Nach im Frühjahr beobachteten Paarungen hatten die Verantwortlichen bereits im Mai mit kleinen Luchsen gerechnet, was aber nicht eintrat. „Das ist sensationell, dass es doch noch geklappt hat, obwohl es so spät im Jahr eher unwahrscheinlich war“, sagt Zoodirektor Dr. Matthias Reinschmidt.
Die Freude beim Zoochef ist auch deshalb so groß, da die Nachkommen von Viorel und Eva von ihrer Genetik her potentiell für eine Auswilderung geeignet sind. Luchse waren ursprünglich auch in den Wäldern Baden-Württembergs heimisch und wurden vor rund 200 Jahren ausgerottet. In den vergangenen zwei Jahrzehnten konnten immer wieder Zuwanderungen von einzelnen – allerdings ausschließlich männlichen – Luchsen nachgewiesen werden.
Jungtiere aus dem Zoo Karlsruhe könnten später ausgewildert werden
Um die Situation der Luchse im Land und damit auch in den angrenzenden Vorkommen zu verbessern, wurde im vergangenem Winter der erste Luchs, ein Weibchen, im Land zur Bestandsstützung ausgewildert. Das weibliche Tier starb allerdings an der Infektionskrankheit Staupe, die nur äußerst selten durch Füchse auf Luchse übertragen wird. Trotz dieses Tiefschlags stehen alle Beteiligten weiter uneingeschränkt hinter den Auswilderungen, ohne die keine eigenständige Luchspopulation im Schwarzwald denkbar ist.
Das vom Ministerium für Ernährung, Ländlichen Raum und Verbraucherschutz Baden-Württemberg (MLR) ins Leben gerufene Projekt zur Bestandsstützung der Luchse im Schwarzwald wird von der Forstliche Versuchs- und Forschungsanstalt (FVA) in Kooperation mit dem Landesjagdverband, dem WWF Deutschland und dem Zoo Karlsruhe als Partner umgesetzt. Die Zootierärzte sind auch die Veterinäre des Projekts.
„In unserem naturnahen Gehege haben sie gute Voraussetzungen“
„Wie schön wäre es, wenn auch aus dem Zoo Karlsruhe mal ein Tier für diese Auswilderungen ausgewählt werden würde. Vielleicht ja schon von diesen beiden Jungtieren, die wir jetzt auf den Überwachungskameras entdeckt haben“, freut sich Zootierarzt Dr. Marco Roller. „In unserem naturnahen Gehege haben sie schon mal gute Voraussetzungen. Das zeigt sich schon alleine dadurch, dass wir sie im starken Bewuchs bislang nicht gesehen hatten.“ Die Anlage im Zoo wurde direkt abgesperrt, um die Tiere mit möglichst geringem Menschenkontakt aufwachsen zu lassen.

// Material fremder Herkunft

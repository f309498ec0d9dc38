//! BroadcastHub - concurrent fan-out of one message to every subscriber

use std::sync::Arc;
use std::time::{Duration, Instant};

use futures::future::join_all;
use tracing::{debug, error, instrument, warn};

use contracts::{Broadcaster, DeliveryOutcome, OutboundMessage, PublishReport, WireFrame};

use crate::metrics::HubMetrics;
use crate::registry::SubscriberRegistry;

/// Fan-out hub over a shared registry
#[derive(Debug, Clone)]
pub struct BroadcastHub {
    registry: Arc<SubscriberRegistry>,
    metrics: Arc<HubMetrics>,
}

impl BroadcastHub {
    pub fn new(registry: Arc<SubscriberRegistry>) -> Self {
        Self {
            registry,
            metrics: Arc::new(HubMetrics::new()),
        }
    }

    pub fn registry(&self) -> &Arc<SubscriberRegistry> {
        &self.registry
    }

    /// Get hub metrics
    pub fn metrics(&self) -> &Arc<HubMetrics> {
        &self.metrics
    }

    /// Publish an already-encoded frame
    ///
    /// The frame is enqueued on every member while the registry read lock is
    /// held, which fixes per-subscriber order to the order of publish calls.
    /// Waiting for acknowledgements happens after the lock is released; each
    /// subscriber worker bounds its own sends, so every wait resolves.
    pub async fn publish_frame(&self, frame: &WireFrame) -> PublishReport {
        let started = Instant::now();
        let pending = self
            .registry
            .with_members(|members| {
                members
                    .values()
                    .map(|handle| (handle.id(), handle.enqueue(frame.clone())))
                    .collect::<Vec<_>>()
            })
            .await;

        let outcomes = join_all(
            pending
                .into_iter()
                .map(|(id, enqueued)| async move { (id, enqueued.outcome().await) }),
        )
        .await;

        let report = PublishReport { outcomes };
        self.record(frame, &report, started.elapsed());
        report
    }

    fn record(&self, frame: &WireFrame, report: &PublishReport, elapsed: Duration) {
        self.metrics.record_report(report);
        observability::metrics::record_publish(frame.kind(), report.subscriber_count());
        observability::metrics::record_publish_latency_ms(elapsed.as_secs_f64() * 1000.0);
        for (id, outcome) in &report.outcomes {
            observability::metrics::record_delivery(outcome.label());
            if !outcome.is_delivered() {
                warn!(
                    subscriber = %id,
                    kind = frame.kind(),
                    outcome = outcome.label(),
                    "Delivery failed"
                );
            }
        }
        debug!(
            kind = frame.kind(),
            bytes = frame.len(),
            subscribers = report.subscriber_count(),
            delivered = report.delivered(),
            "Published"
        );
    }
}

impl Broadcaster for BroadcastHub {
    #[instrument(name = "hub_publish", skip(self, message), fields(kind = message.kind()))]
    async fn publish(&self, message: &OutboundMessage) -> PublishReport {
        match WireFrame::encode(message) {
            Ok(frame) => self.publish_frame(&frame).await,
            Err(e) => {
                error!(error = %e, "Encode failed, message not published");
                let reason = e.to_string();
                let outcomes = self
                    .registry
                    .current_members()
                    .await
                    .iter()
                    .map(|handle| (handle.id(), DeliveryOutcome::Failed(reason.clone())))
                    .collect();
                PublishReport { outcomes }
            }
        }
    }
}
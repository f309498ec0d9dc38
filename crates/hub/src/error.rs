//! Hub error types

use contracts::SubscriberId;
use thiserror::Error;

/// Hub-specific errors
#[derive(Debug, Error)]
pub enum HubError {
    /// The same subscriber was registered twice
    #[error("subscriber {0} is already registered")]
    AlreadyRegistered(SubscriberId),

    /// Subscriber closed before a required delivery completed
    #[error("subscriber {id} rejected delivery: {outcome}")]
    Undelivered { id: SubscriberId, outcome: String },

    /// Encode or sink error (from contract)
    #[error("contract error: {0}")]
    Contract(#[from] contracts::ContractError),
}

Neues Luchs-Gehege im Oberwald geplant
Im Tierpark Oberwald, der Dependance des Zoo Karlsruhe mitten im Wald, wird noch in diesem Jahr zusätzlich ein 5.000 Quadratmeter großes Gehege gebaut. Darin sollen zukünftig junge Luchse, nachdem sie nicht mehr auf das Muttertier angewiesen sind, auf eine Auswilderung vorbereitet werden. Die Anlage wird vier etwa gleich große Teilbereiche erhalten sowie ein kleineres Separationsgehege. Die geschätzten Baukosten von rund 300.000 Euro werden vom WWF Deutschland, der Artenschutzstiftung Zoo Karlsruhe sowie aus Projektgeldern des MLR bezahlt.
Neben Bestandsstützungen in Baden-Württemberg könnten weitere Projekte in Deutschland und Europa mit Luchsen aus Karlsruhe versorgt werden. Aktuell gibt es mehr als 20 Paare im Erhaltungszuchtprogramm in Tiergärten des Europäischen Zooverbands EAZA, deren zukünftige Jungtiere für Auswilderungen infrage kommen, unter anderem Eva und Viorel im Zoo Karlsruhe.